### Assigned task
Please return the lines of the data that contain "None".

### Supplied material
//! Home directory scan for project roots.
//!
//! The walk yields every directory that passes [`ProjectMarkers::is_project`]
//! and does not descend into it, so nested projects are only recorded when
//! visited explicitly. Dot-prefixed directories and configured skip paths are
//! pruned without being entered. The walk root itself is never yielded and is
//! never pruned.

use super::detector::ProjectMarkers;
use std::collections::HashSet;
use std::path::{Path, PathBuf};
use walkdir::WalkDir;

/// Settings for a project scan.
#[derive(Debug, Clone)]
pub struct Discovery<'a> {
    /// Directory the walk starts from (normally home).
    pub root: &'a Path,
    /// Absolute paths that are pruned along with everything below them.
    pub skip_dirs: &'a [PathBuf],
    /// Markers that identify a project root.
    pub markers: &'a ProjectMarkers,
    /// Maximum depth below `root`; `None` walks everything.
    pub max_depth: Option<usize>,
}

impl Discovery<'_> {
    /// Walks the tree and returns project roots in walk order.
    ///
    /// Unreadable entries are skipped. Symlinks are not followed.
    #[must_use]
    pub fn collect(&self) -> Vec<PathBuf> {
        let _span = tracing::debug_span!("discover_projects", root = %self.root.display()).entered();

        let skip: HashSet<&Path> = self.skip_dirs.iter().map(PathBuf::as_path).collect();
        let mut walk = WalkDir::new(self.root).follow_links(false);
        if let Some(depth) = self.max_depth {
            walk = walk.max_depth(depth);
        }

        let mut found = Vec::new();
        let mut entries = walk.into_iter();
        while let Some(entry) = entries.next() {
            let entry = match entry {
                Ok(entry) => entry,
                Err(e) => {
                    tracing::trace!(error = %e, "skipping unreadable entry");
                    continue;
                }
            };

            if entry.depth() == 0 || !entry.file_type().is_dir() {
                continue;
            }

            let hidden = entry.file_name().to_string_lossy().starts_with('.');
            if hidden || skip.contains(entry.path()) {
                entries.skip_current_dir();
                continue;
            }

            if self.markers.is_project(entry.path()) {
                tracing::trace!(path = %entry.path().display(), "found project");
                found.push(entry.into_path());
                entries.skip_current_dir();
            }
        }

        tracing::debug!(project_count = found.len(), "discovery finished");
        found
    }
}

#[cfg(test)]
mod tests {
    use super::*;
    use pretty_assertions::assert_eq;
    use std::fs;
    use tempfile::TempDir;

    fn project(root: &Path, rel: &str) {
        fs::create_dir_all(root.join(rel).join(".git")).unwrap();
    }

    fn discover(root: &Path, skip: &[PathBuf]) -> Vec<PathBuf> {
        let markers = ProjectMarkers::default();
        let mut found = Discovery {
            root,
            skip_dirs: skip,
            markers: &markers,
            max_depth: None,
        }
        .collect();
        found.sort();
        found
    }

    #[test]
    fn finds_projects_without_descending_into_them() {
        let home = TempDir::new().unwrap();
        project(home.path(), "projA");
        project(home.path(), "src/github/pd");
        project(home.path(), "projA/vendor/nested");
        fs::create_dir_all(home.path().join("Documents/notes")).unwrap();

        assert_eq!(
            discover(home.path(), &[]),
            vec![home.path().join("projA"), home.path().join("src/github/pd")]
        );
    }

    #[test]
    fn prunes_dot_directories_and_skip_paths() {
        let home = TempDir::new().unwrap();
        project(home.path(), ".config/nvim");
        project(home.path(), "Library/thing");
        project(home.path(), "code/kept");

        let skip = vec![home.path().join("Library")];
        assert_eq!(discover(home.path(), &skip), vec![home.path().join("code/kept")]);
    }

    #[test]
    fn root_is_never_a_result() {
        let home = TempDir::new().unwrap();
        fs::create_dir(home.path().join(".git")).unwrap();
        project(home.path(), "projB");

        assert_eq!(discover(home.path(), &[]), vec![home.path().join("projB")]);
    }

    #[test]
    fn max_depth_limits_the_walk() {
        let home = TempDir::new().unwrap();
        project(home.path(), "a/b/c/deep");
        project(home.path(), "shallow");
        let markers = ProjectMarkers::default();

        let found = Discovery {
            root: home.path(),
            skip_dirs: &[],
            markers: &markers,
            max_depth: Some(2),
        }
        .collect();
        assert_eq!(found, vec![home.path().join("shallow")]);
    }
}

==

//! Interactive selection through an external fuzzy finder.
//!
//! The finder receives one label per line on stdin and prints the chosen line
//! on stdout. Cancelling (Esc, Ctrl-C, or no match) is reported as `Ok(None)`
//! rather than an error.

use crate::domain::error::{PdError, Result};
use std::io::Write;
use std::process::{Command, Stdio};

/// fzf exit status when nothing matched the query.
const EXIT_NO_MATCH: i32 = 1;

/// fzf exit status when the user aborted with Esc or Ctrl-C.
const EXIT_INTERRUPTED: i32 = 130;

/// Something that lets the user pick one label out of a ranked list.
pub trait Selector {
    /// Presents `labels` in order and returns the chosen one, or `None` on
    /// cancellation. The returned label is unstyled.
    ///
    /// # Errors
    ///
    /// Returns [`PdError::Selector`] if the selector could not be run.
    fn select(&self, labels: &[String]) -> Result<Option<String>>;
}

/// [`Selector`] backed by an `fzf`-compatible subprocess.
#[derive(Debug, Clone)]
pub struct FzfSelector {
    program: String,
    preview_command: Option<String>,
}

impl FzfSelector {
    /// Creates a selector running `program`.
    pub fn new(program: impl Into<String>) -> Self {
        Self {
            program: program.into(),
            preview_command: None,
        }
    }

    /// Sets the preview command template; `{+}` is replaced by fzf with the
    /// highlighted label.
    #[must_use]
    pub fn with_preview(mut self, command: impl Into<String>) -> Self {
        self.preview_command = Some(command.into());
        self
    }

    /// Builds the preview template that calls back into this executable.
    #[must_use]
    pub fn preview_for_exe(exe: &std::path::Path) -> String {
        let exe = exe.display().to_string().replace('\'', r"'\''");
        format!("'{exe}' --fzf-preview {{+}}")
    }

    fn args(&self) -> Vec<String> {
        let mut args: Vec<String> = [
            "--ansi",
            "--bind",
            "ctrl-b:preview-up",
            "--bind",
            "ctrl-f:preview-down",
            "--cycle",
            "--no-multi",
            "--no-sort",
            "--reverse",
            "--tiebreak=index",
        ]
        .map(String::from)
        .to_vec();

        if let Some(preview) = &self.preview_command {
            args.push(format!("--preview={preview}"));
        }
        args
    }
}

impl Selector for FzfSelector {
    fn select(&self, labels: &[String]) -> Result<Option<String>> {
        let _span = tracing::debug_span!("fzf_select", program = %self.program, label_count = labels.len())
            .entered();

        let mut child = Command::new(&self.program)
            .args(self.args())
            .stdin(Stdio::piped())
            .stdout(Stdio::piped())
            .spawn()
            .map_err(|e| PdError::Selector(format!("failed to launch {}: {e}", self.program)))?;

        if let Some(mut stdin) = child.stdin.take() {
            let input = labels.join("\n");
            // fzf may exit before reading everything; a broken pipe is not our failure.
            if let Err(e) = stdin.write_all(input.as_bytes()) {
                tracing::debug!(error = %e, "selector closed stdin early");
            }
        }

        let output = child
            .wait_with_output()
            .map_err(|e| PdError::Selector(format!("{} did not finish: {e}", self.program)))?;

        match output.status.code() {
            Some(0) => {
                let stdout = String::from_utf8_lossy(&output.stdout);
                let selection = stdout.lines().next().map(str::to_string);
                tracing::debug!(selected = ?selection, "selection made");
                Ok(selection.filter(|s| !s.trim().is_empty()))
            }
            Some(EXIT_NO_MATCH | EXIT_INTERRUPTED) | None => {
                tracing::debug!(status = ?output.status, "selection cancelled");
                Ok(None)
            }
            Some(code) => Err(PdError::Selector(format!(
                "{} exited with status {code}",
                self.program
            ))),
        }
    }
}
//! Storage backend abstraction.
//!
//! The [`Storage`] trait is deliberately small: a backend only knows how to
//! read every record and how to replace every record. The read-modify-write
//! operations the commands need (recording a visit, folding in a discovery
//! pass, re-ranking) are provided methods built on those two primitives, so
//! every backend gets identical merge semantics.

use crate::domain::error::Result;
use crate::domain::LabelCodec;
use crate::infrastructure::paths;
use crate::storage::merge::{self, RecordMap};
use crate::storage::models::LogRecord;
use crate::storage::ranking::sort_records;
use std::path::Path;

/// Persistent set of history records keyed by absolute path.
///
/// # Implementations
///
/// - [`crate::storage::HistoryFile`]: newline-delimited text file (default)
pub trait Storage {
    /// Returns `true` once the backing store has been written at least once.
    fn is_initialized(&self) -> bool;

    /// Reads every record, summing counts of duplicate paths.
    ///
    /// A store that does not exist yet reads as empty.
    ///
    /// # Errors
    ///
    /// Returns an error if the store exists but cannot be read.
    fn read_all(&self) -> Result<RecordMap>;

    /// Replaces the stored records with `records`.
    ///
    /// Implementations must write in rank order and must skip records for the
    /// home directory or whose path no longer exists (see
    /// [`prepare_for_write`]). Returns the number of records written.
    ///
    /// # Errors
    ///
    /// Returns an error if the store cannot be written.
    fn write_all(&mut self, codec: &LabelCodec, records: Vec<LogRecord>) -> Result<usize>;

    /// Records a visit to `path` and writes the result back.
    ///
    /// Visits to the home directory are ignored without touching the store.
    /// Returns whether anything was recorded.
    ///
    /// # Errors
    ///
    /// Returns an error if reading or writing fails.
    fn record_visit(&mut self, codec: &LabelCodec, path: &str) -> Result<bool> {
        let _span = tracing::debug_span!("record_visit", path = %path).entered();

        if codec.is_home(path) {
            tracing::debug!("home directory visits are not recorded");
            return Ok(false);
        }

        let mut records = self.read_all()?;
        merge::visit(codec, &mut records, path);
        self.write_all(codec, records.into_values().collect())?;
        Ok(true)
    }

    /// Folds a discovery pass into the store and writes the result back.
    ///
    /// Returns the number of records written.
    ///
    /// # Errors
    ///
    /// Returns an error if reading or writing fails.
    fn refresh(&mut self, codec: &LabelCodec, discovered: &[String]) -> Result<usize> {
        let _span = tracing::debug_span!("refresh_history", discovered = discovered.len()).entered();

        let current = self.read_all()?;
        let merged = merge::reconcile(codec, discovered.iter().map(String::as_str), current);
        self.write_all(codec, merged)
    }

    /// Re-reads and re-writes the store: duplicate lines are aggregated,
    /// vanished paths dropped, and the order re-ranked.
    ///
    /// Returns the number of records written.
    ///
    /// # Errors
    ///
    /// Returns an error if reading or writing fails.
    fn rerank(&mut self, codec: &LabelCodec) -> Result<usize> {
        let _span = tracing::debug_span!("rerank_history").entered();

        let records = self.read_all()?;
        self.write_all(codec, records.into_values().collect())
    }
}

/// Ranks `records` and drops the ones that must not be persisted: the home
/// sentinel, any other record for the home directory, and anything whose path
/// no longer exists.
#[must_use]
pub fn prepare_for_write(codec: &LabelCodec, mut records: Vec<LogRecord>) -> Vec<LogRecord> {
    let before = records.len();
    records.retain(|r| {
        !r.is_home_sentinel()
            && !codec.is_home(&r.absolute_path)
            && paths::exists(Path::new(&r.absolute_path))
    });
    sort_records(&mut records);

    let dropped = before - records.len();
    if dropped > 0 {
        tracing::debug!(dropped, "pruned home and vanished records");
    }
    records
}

==

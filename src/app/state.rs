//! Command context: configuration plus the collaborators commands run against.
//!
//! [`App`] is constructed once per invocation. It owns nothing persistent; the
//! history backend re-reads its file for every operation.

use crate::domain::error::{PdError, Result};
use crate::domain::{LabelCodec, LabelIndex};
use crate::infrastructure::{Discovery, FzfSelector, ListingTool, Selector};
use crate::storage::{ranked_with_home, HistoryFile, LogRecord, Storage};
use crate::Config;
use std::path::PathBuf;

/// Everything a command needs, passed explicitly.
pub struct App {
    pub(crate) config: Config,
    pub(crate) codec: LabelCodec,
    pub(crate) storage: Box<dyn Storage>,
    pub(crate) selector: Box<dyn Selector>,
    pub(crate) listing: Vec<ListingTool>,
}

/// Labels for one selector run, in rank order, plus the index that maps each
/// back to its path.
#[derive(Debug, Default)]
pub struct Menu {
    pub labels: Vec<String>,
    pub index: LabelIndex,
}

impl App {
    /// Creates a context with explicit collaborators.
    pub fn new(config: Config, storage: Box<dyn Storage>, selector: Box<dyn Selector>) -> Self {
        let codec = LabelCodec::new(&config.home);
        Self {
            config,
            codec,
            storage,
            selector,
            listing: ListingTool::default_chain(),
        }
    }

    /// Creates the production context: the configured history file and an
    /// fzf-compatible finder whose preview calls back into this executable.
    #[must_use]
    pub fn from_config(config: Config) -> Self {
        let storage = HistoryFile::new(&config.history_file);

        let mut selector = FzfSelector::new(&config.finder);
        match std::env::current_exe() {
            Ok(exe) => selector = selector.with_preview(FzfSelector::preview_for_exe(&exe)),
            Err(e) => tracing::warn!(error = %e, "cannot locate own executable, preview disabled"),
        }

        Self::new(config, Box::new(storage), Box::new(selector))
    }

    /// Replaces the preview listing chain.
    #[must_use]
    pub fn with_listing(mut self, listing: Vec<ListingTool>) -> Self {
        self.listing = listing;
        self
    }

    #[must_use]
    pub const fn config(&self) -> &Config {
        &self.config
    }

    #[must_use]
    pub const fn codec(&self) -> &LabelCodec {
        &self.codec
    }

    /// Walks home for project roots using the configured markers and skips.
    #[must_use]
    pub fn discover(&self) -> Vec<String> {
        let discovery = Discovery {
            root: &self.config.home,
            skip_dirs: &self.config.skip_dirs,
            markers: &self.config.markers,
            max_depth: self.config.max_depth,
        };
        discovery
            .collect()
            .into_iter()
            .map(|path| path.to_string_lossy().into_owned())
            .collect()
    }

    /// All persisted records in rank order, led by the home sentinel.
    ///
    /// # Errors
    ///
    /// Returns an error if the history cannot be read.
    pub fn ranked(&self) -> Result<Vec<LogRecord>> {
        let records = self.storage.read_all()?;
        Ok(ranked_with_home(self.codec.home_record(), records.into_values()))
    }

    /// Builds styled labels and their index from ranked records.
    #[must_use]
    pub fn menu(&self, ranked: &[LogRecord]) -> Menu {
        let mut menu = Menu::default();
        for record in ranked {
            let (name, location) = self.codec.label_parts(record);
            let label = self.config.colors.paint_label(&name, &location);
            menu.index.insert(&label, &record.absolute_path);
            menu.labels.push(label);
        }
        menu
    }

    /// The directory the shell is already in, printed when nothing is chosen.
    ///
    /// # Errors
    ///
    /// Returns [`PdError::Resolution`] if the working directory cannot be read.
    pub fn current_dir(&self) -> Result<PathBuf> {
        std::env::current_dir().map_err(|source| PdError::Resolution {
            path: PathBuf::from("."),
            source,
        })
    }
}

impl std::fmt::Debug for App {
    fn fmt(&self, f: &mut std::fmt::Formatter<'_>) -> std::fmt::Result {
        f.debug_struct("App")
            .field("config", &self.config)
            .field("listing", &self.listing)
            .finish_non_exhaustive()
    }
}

### Result of the exercise
    /// Maximum depth below `root`; `None` walks everything.
            max_depth: None,
//! on stdout. Cancelling (Esc, Ctrl-C, or no match) is reported as `Ok(None)`
    /// Presents `labels` in order and returns the chosen one, or `None` on
            preview_command: None,
            Some(EXIT_NO_MATCH | EXIT_INTERRUPTED) | None => {
                Ok(None)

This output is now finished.